On December 7, 2012, the court granted in part and denied in part
defendants' motion to dismiss, and granted plaintiff leave to
replead some of the dismissed claims. The court ruled, among other
things, that plaintiff has standing to pursue claims on behalf of
purchasers of certificates in certain tranches of
five trusts. Plaintiffs filed a second amended complaint on
January 13, 2013, which added plaintiffs and asserted claims
concerning 19 trusts.


BUCKEYE TECHNOLOGIES: Being Sold to for too Little, Suit Claims
---------------------------------------------------------------
Courthouse News Service reports that directors of Buckeye
Technologies are selling the company too cheaply to Georgia-
Pacific, for $37.50 a share or $1.5 billion, shareholders claim in
Chancery Court.


BUDGET RENT: Judge Rejects Bid to Dismiss Suit Over Rewards
-----------------------------------------------------------
Rose Bouboushian at Courthouse News Service reports that the car
rental company Budget cannot dismiss claims that its rewards
program came at a secret charge of 75 cents per rental day, a
federal judge ruled.

While making an online reservation with Budget Rent a Car for
Stephanie Klein on July 14, 2012, Daniel Klein says he was
prompted to enter her United Mileage Plus number for the "perk" of
earning frequent flyer miles at no additional cost.

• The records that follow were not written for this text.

use dioxus::prelude::*;
use shared_types::{load_expanded, synchronize, AppConfig, SidebarState};
use shared_ui::BodyClassRoot;

mod components;
mod dismiss;
mod routes;
mod storage;
#[cfg(test)]
mod testing;
use routes::Route;
use storage::AppStore;

/// State owned by the application shell and shared with the layout.
#[derive(Clone, Copy)]
pub struct Shell {
    pub sidebar: Signal<SidebarState>,
}

const CONFIG_TOML: &str = include_str!("../config.toml");

const THEME_BASE: Asset = asset!("/assets/theme-base.css");

fn main() {
    dioxus::launch(App);
}

/// Detect the client platform from compile-time feature flags.
pub fn client_platform() -> &'static str {
    if cfg!(feature = "web") {
        "web"
    } else if cfg!(feature = "desktop") {
        "desktop"
    } else if cfg!(feature = "mobile") {
        "mobile"
    } else {
        "unknown"
    }
}

/// Parse the embedded config, falling back to defaults.
fn load_config(src: &str) -> AppConfig {
    AppConfig::from_toml_str(src).unwrap_or_else(|err| {
        tracing::warn!(error = %err, "config.toml rejected, using defaults");
        AppConfig::default()
    })
}

#[component]
fn App() -> Element {
    let config = use_context_provider(|| {
        tracing::info!(platform = client_platform(), "starting dashboard");
        load_config(CONFIG_TOML)
    });

    let sidebar = use_signal(|| SidebarState::restored(load_expanded(&AppStore, &config.sidebar)));
    use_context_provider(|| Shell { sidebar });

    // Mirror the section flag on mount and on every change. Panel toggles
    // do not touch storage.
    let section_expanded = use_memo(move || sidebar().section_expanded);
    let sidebar_config = config.sidebar.clone();
    use_effect(move || {
        synchronize(&AppStore, &BodyClassRoot, &sidebar_config, section_expanded());
    });

    rsx! {
        document::Link { rel: "stylesheet", href: THEME_BASE }
        Router::<Route> {}
    }
}
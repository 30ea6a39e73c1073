pub mod components;
pub mod presentation;

pub use components::*;
pub use presentation::{css_token, BodyClassRoot};
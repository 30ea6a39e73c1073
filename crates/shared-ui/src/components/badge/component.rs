use dioxus::prelude::*;

/// Visual variant for badges.
#[derive(Debug, Clone, Copy, PartialEq, Default)]
pub enum BadgeVariant {
    /// Outlined pill used for version tags.
    #[default]
    Version,
    /// Filled circle used for counters.
    Count,
}

impl BadgeVariant {
    fn class(&self) -> &'static str {
        match self {
            BadgeVariant::Version => "version",
            BadgeVariant::Count => "count",
        }
    }
}

/// Small decorative tag shown next to a menu label.
#[component]
pub fn Badge(
    #[props(default)] variant: BadgeVariant,
    #[props(extends = GlobalAttributes)] attributes: Vec<Attribute>,
    children: Element,
) -> Element {
    let base = vec![
        Attribute::new("class", "badge", None, false),
        Attribute::new("data-style", variant.class(), None, false),
    ];
    let merged = dioxus_primitives::merge_attributes(vec![base, attributes]);

    rsx! {
        document::Link { rel: "stylesheet", href: asset!("./style.css") }
        span {
            ..merged,
            {children}
        }
    }
}
use dioxus::prelude::*;
use dioxus_free_icons::icons::ld_icons::LdChevronDown;
use dioxus_free_icons::Icon;
use shared_types::{DisclosureState, DisclosureTransition, SidebarState};

// ─── Context ───────────────────────────────────────────────────────────

/// Provides the shell-owned sidebar state to every sidebar part below it.
///
/// The provider never creates state of its own: the application shell
/// owns the signal and decides how it is persisted.
#[component]
pub fn SidebarProvider(state: Signal<SidebarState>, children: Element) -> Element {
    use_context_provider(|| state);
    let current = state();

    rsx! {
        document::Link { rel: "stylesheet", href: asset!("./style.css") }
        div {
            class: "sidebar-provider",
            "data-sidebar-open": if current.panel_open { "true" } else { "false" },
            "data-section-expanded": if current.section_expanded { "true" } else { "false" },
            {children}
        }
    }
}

/// Hook to access sidebar state.
pub fn use_sidebar() -> Signal<SidebarState> {
    use_context::<Signal<SidebarState>>()
}

// ─── Layout components ─────────────────────────────────────────────────

/// The sidebar panel. Slides in on narrow viewports while open.
#[component]
pub fn Sidebar(
    #[props(extends = GlobalAttributes)] attributes: Vec<Attribute>,
    children: Element,
) -> Element {
    let state = use_sidebar();
    let is_open = state().panel_open;

    let base = vec![
        Attribute::new("class", "sidebar", None, false),
        Attribute::new(
            "data-state",
            if is_open { "open" } else { "closed" },
            None,
            false,
        ),
    ];
    let merged = dioxus_primitives::merge_attributes(vec![base, attributes]);

    rsx! {
        aside {
            ..merged,
            {children}
        }
    }
}

/// Header section inside the Sidebar.
#[component]
pub fn SidebarHeader(
    #[props(extends = GlobalAttributes)] attributes: Vec<Attribute>,
    children: Element,
) -> Element {
    let base = vec![Attribute::new("class", "sidebar-header", None, false)];
    let merged = dioxus_primitives::merge_attributes(vec![base, attributes]);

    rsx! {
        div {
            ..merged,
            {children}
        }
    }
}

/// Scrollable content area of the Sidebar.
#[component]
pub fn SidebarContent(
    #[props(extends = GlobalAttributes)] attributes: Vec<Attribute>,
    children: Element,
) -> Element {
    let base = vec![Attribute::new("class", "sidebar-content", None, false)];
    let merged = dioxus_primitives::merge_attributes(vec![base, attributes]);

    rsx! {
        nav {
            ..merged,
            {children}
        }
    }
}

// ─── Group components ──────────────────────────────────────────────────

/// A titled section of menu entries.
#[component]
pub fn SidebarGroup(title: String, children: Element) -> Element {
    rsx! {
        div { class: "sidebar-group",
            h3 { class: "sidebar-group-label", "{title}" }
            {children}
        }
    }
}

// ─── Menu components ───────────────────────────────────────────────────

/// Navigation menu list inside the sidebar.
#[component]
pub fn SidebarMenu(
    #[props(extends = GlobalAttributes)] attributes: Vec<Attribute>,
    children: Element,
) -> Element {
    let base = vec![Attribute::new("class", "sidebar-menu", None, false)];
    let merged = dioxus_primitives::merge_attributes(vec![base, attributes]);

    rsx! {
        ul {
            ..merged,
            {children}
        }
    }
}

/// A single item in a SidebarMenu.
#[component]
pub fn SidebarMenuItem(
    #[props(extends = GlobalAttributes)] attributes: Vec<Attribute>,
    children: Element,
) -> Element {
    let base = vec![Attribute::new("class", "sidebar-menu-item", None, false)];
    let merged = dioxus_primitives::merge_attributes(vec![base, attributes]);

    rsx! {
        li {
            ..merged,
            {children}
        }
    }
}

/// Visual body of a top-level entry. Wrap it in a router `Link`.
#[component]
pub fn SidebarMenuButton(
    #[props(default = false)] active: bool,
    #[props(extends = GlobalAttributes)] attributes: Vec<Attribute>,
    children: Element,
) -> Element {
    let base = vec![
        Attribute::new("class", "sidebar-menu-button", None, false),
        Attribute::new(
            "data-active",
            if active { "true" } else { "false" },
            None,
            false,
        ),
    ];
    let merged = dioxus_primitives::merge_attributes(vec![base, attributes]);

    rsx! {
        span {
            ..merged,
            {children}
        }
    }
}

/// Sub-menu container for nested navigation.
#[component]
pub fn SidebarMenuSub(
    #[props(extends = GlobalAttributes)] attributes: Vec<Attribute>,
    children: Element,
) -> Element {
    let base = vec![Attribute::new("class", "sidebar-menu-sub", None, false)];
    let merged = dioxus_primitives::merge_attributes(vec![base, attributes]);

    rsx! {
        ul {
            ..merged,
            {children}
        }
    }
}

/// Item within a SidebarMenuSub.
#[component]
pub fn SidebarMenuSubItem(
    #[props(extends = GlobalAttributes)] attributes: Vec<Attribute>,
    children: Element,
) -> Element {
    let base = vec![Attribute::new(
        "class",
        "sidebar-menu-sub-item",
        None,
        false,
    )];
    let merged = dioxus_primitives::merge_attributes(vec![base, attributes]);

    rsx! {
        li {
            ..merged,
            {children}
        }
    }
}

/// Visual body of a sub-entry. Wrap it in a router `Link`.
#[component]
pub fn SidebarMenuSubButton(
    #[props(default = false)] active: bool,
    #[props(extends = GlobalAttributes)] attributes: Vec<Attribute>,
    children: Element,
) -> Element {
    let base = vec![
        Attribute::new("class", "sidebar-menu-sub-button", None, false),
        Attribute::new(
            "data-active",
            if active { "true" } else { "false" },
            None,
            false,
        ),
    ];
    let merged = dioxus_primitives::merge_attributes(vec![base, attributes]);

    rsx! {
        span {
            ..merged,
            {children}
        }
    }
}

// ─── Disclosure ────────────────────────────────────────────────────────

/// A collapsible top-level entry.
///
/// Each instance owns its own [`DisclosureState`]; siblings do not affect
/// each other. The first click while the section is collapsed only
/// expands the section.
#[component]
pub fn SidebarDisclosure(
    header: Element,
    #[props(default = false)] active: bool,
    #[props(default = false)] default_open: bool,
    children: Element,
) -> Element {
    let mut sidebar = use_sidebar();
    let mut disclosure = use_signal(|| DisclosureState {
        expanded: default_open,
    });

    let section_expanded = sidebar().section_expanded;
    let visible = disclosure().is_visible(section_expanded);

    rsx! {
        li { class: "sidebar-menu-item sidebar-disclosure",
            button {
                class: "sidebar-menu-button sidebar-disclosure-trigger",
                r#type: "button",
                "data-active": if active { "true" } else { "false" },
                "aria-expanded": if visible { "true" } else { "false" },
                onclick: move |evt| {
                    evt.prevent_default();
                    let mut section = sidebar().section_expanded;
                    let transition = disclosure.write().click(&mut section);
                    match transition {
                        DisclosureTransition::SectionEnabled => {
                            sidebar.write().section_expanded = section;
                            tracing::debug!("sidebar section enabled");
                        }
                        DisclosureTransition::Toggled(expanded) => {
                            tracing::debug!(expanded, "sidebar group toggled");
                        }
                    }
                },
                {header}
                span {
                    class: "sidebar-disclosure-chevron",
                    "data-open": if visible { "true" } else { "false" },
                    Icon::<LdChevronDown> { icon: LdChevronDown, width: 18, height: 18 }
                }
            }
            if visible {
                div { class: "sidebar-disclosure-content",
                    {children}
                }
            }
        }
    }
}

// ─── Utility components ────────────────────────────────────────────────

/// Button that opens/closes the sidebar panel.
#[component]
pub fn SidebarTrigger(
    #[props(extends = GlobalAttributes)] attributes: Vec<Attribute>,
    children: Element,
) -> Element {
    let mut state = use_sidebar();
    let is_open = state().panel_open;

    let base = vec![Attribute::new("class", "sidebar-trigger", None, false)];
    let merged = dioxus_primitives::merge_attributes(vec![base, attributes]);

    rsx! {
        button {
            r#type: "button",
            "aria-label": "Toggle sidebar",
            "aria-expanded": if is_open { "true" } else { "false" },
            onclick: move |_| {
                state.write().toggle_panel();
            },
            ..merged,
            {children}
        }
    }
}

/// The main content area that sits alongside the Sidebar.
#[component]
pub fn SidebarInset(
    #[props(extends = GlobalAttributes)] attributes: Vec<Attribute>,
    children: Element,
) -> Element {
    let base = vec![Attribute::new("class", "sidebar-inset", None, false)];
    let merged = dioxus_primitives::merge_attributes(vec![base, attributes]);

    rsx! {
        main {
            ..merged,
            {children}
        }
    }
}
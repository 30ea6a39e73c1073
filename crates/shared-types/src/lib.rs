pub mod config;
pub mod error;

// Navigation model
pub mod menu;
pub mod menu_tree;
pub mod persist;
pub mod sidebar;

pub use config::*;
pub use error::*;
pub use menu::*;
pub use menu_tree::MENU;
pub use persist::*;
pub use sidebar::*;
pub mod sidebar;

pub use sidebar::AppSidebar;
//! Persistent storage for the sidebar flag.
//!
//! On the web this is `localStorage`. Native targets keep the value in
//! memory for the lifetime of the process.

use shared_types::{AppError, FlagStore};

#[cfg(not(target_arch = "wasm32"))]
thread_local! {
    static FALLBACK: shared_types::MemoryStore = shared_types::MemoryStore::new();
}

#[derive(Debug, Clone, Copy, Default)]
pub struct AppStore;

#[cfg(target_arch = "wasm32")]
fn local_storage() -> Result<web_sys::Storage, AppError> {
    let window =
        web_sys::window().ok_or_else(|| AppError::storage_unavailable("no window object"))?;
    window
        .local_storage()
        .map_err(|err| AppError::storage_unavailable(format!("{err:?}")))?
        .ok_or_else(|| AppError::storage_unavailable("localStorage is disabled"))
}

impl FlagStore for AppStore {
    #[cfg(target_arch = "wasm32")]
    fn load(&self, key: &str) -> Result<Option<String>, AppError> {
        local_storage()?
            .get_item(key)
            .map_err(|err| AppError::storage_unavailable(format!("{err:?}")))
    }

    #[cfg(target_arch = "wasm32")]
    fn store(&self, key: &str, value: &str) -> Result<(), AppError> {
        local_storage()?
            .set_item(key, value)
            .map_err(|err| AppError::storage_unavailable(format!("{err:?}")))
    }

    #[cfg(not(target_arch = "wasm32"))]
    fn load(&self, key: &str) -> Result<Option<String>, AppError> {
        FALLBACK.with(|store| store.load(key))
    }

    #[cfg(not(target_arch = "wasm32"))]
    fn store(&self, key: &str, value: &str) -> Result<(), AppError> {
        FALLBACK.with(|store| store.store(key, value))
    }
}
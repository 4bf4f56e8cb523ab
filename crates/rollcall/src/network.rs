//! The contract between the session and an HTTP client.
//!
//! The client attaches the bearer token to outgoing requests and reports
//! auth rejections back. It never clears the session itself: rejections
//! travel over a channel to the [`AuthOrchestrator`](crate::AuthOrchestrator),
//! which decides.

use std::sync::Arc;

use rollcall_session::{Clock, SessionStore};
use rollcall_storage::{CookieJar, DurableStore};
use tokio::sync::mpsc;
use tokio::sync::mpsc::error::TrySendError;
use tracing::{debug, warn};

/// Pending rejections buffered before further ones are dropped. One
/// pending rejection is enough to end the session.
pub const REJECTION_CHANNEL_SIZE: usize = 8;

/// How a response bears on the session.
#[derive(Debug, Clone, Copy, PartialEq, Eq)]
pub enum ResponseSignal {
    /// 2xx and 3xx.
    Ok,
    /// 401: the server no longer accepts the token.
    AuthRejected,
    /// Any other failure, 403 included. Says nothing about the session.
    Failed,
}

impl ResponseSignal {
    pub fn from_status(status: u16) -> Self {
        match status {
            401 => Self::AuthRejected,
            200..=399 => Self::Ok,
            _ => Self::Failed,
        }
    }
}

/// A rejection reported by the network client.
#[derive(Debug, Clone, PartialEq, Eq)]
pub struct AuthRejected {
    pub status: u16,
    /// Request path that was refused.
    pub path: String,
    /// Token the refused request carried.
    pub token: String,
}

/// Creates the channel between a [`BearerAuthorizer`] and
/// [`AuthOrchestrator::run_rejection_listener`](crate::AuthOrchestrator::run_rejection_listener).
pub fn rejection_channel() -> (mpsc::Sender<AuthRejected>, mpsc::Receiver<AuthRejected>) {
    mpsc::channel(REJECTION_CHANNEL_SIZE)
}

/// Reads the token for outgoing requests and reports rejections.
#[derive(Clone)]
pub struct BearerAuthorizer<D, J, K>
where
    D: DurableStore,
    J: CookieJar,
    K: Clock,
{
    store: Arc<SessionStore<D, J, K>>,
    rejections: mpsc::Sender<AuthRejected>,
}

impl<D, J, K> BearerAuthorizer<D, J, K>
where
    D: DurableStore,
    J: CookieJar,
    K: Clock,
{
    pub fn new(store: Arc<SessionStore<D, J, K>>, rejections: mpsc::Sender<AuthRejected>) -> Self {
        Self { store, rejections }
    }

    /// `Authorization` header value for the active session, `None` when
    /// nobody is signed in.
    pub async fn authorization_header(&self) -> Option<String> {
        self.store.token().await.map(|token| format!("Bearer {token}"))
    }

    /// Classifies a response and forwards auth rejections.
    ///
    /// `sent_token` is the token the request carried, so the rejection
    /// only ends the session that was actually refused.
    pub fn observe(&self, path: &str, status: u16, sent_token: &str) -> ResponseSignal {
        let signal = ResponseSignal::from_status(status);
        if signal == ResponseSignal::AuthRejected {
            let rejection = AuthRejected {
                status,
                path: path.to_string(),
                token: sent_token.to_string(),
            };
            match self.rejections.try_send(rejection) {
                Ok(()) => debug!(status, path, "auth rejection forwarded"),
                Err(TrySendError::Full(_)) => debug!(status, path, "auth rejection already pending"),
                Err(TrySendError::Closed(_)) => warn!(status, path, "no rejection listener"),
            }
        }
        signal
    }
}

#[cfg(test)]
mod tests {
    use rollcall_protocol::{Role, User, UserId};
    use rollcall_session::{ManualClock, SessionConfig};
    use rollcall_storage::{MemoryCookieJar, MemoryStore};

    use super::*;

    fn authorizer() -> (
        BearerAuthorizer<MemoryStore, MemoryCookieJar, ManualClock>,
        mpsc::Receiver<AuthRejected>,
    ) {
        let store = SessionStore::new(
            MemoryStore::new(),
            MemoryCookieJar::new(),
            ManualClock::new(0),
            SessionConfig::default(),
        );
        let (tx, rx) = rejection_channel();
        (BearerAuthorizer::new(Arc::new(store), tx), rx)
    }

    #[test]
    fn test_from_status_classifies_codes() {
        assert_eq!(ResponseSignal::from_status(200), ResponseSignal::Ok);
        assert_eq!(ResponseSignal::from_status(304), ResponseSignal::Ok);
        assert_eq!(ResponseSignal::from_status(401), ResponseSignal::AuthRejected);
        assert_eq!(ResponseSignal::from_status(403), ResponseSignal::Failed);
        assert_eq!(ResponseSignal::from_status(404), ResponseSignal::Failed);
        assert_eq!(ResponseSignal::from_status(500), ResponseSignal::Failed);
    }

    #[tokio::test]
    async fn test_authorization_header_none_when_signed_out() {
        let (authorizer, _rx) = authorizer();
        assert_eq!(authorizer.authorization_header().await, None);
    }

    #[tokio::test]
    async fn test_authorization_header_carries_token() {
        let (authorizer, _rx) = authorizer();
        let user = User {
            id: UserId::from("p-1"),
            role: Role::Parent,
            name: "Rae".into(),
            email: None,
        };
        authorizer.store.establish(user, "abc".into()).await;

        assert_eq!(
            authorizer.authorization_header().await,
            Some("Bearer abc".into())
        );
    }

    #[tokio::test]
    async fn test_observe_forwards_rejection_without_clearing() {
        let (authorizer, mut rx) = authorizer();
        let user = User {
            id: UserId::from("p-1"),
            role: Role::Parent,
            name: "Rae".into(),
            email: None,
        };
        authorizer.store.establish(user, "abc".into()).await;

        let signal = authorizer.observe("/api/fees", 401, "abc");

        assert_eq!(signal, ResponseSignal::AuthRejected);
        assert_eq!(
            rx.try_recv().unwrap(),
            AuthRejected {
                status: 401,
                path: "/api/fees".into(),
                token: "abc".into(),
            }
        );
        assert!(authorizer.store.is_authenticated());
    }

    #[tokio::test]
    async fn test_observe_ignores_other_failures() {
        let (authorizer, mut rx) = authorizer();

        assert_eq!(authorizer.observe("/api/x", 500, "abc"), ResponseSignal::Failed);
        assert!(rx.try_recv().is_err());
    }

    #[tokio::test]
    async fn test_observe_forbidden_is_not_a_rejection() {
        let (authorizer, mut rx) = authorizer();
        let user = User {
            id: UserId::from("t-1"),
            role: Role::Teacher,
            name: "Ada".into(),
            email: None,
        };
        authorizer.store.establish(user, "abc".into()).await;

        let signal = authorizer.observe("/api/admin/invoices", 403, "abc");

        assert_eq!(signal, ResponseSignal::Failed);
        assert!(rx.try_recv().is_err());
        assert!(authorizer.store.is_authenticated());
    }

    #[tokio::test]
    async fn test_observe_without_listener_does_not_panic() {
        let (authorizer, rx) = authorizer();
        drop(rx);

        assert_eq!(
            authorizer.observe("/api/x", 401, "abc"),
            ResponseSignal::AuthRejected
        );
    }
}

Days later, however, Stephanie found in the car an itemized rental
agreement, which -- unlike her confirmation screen and email
confirmation -- included a 75-cent "FTP SUR" charge.  The
surcharge was also listed on receipts Stephanie received upon
returning the car.

The Kleins filed a federal class action in New Jersey against
Budget and its corporate stock holder, Avis Budget Car Rental LLC,
on Nov. 27, claiming their website is designed to "bury" the
surcharge.  They assert claims for violation of the New Jersey
Consumer Fraud Act, breach of contract and bad faith.

U.S. District Judge Jose Linares dismissed the claims against
Avis, but said the Kleins can carry on suing Budget.

"Plaintiffs' unsupported claim that '[Avis Budget Car Rental] ABCR
controls the Budget website' is, at best, a legal conclusion
draped in the guise of a factual allegation," Linares wrote.
"Fed. R. Civ. P. 12(b)(6) does not require the court to credit
such a conclusion.  Consequently, the court grants defendants'
motion to dismiss all claims against ABCR without prejudice."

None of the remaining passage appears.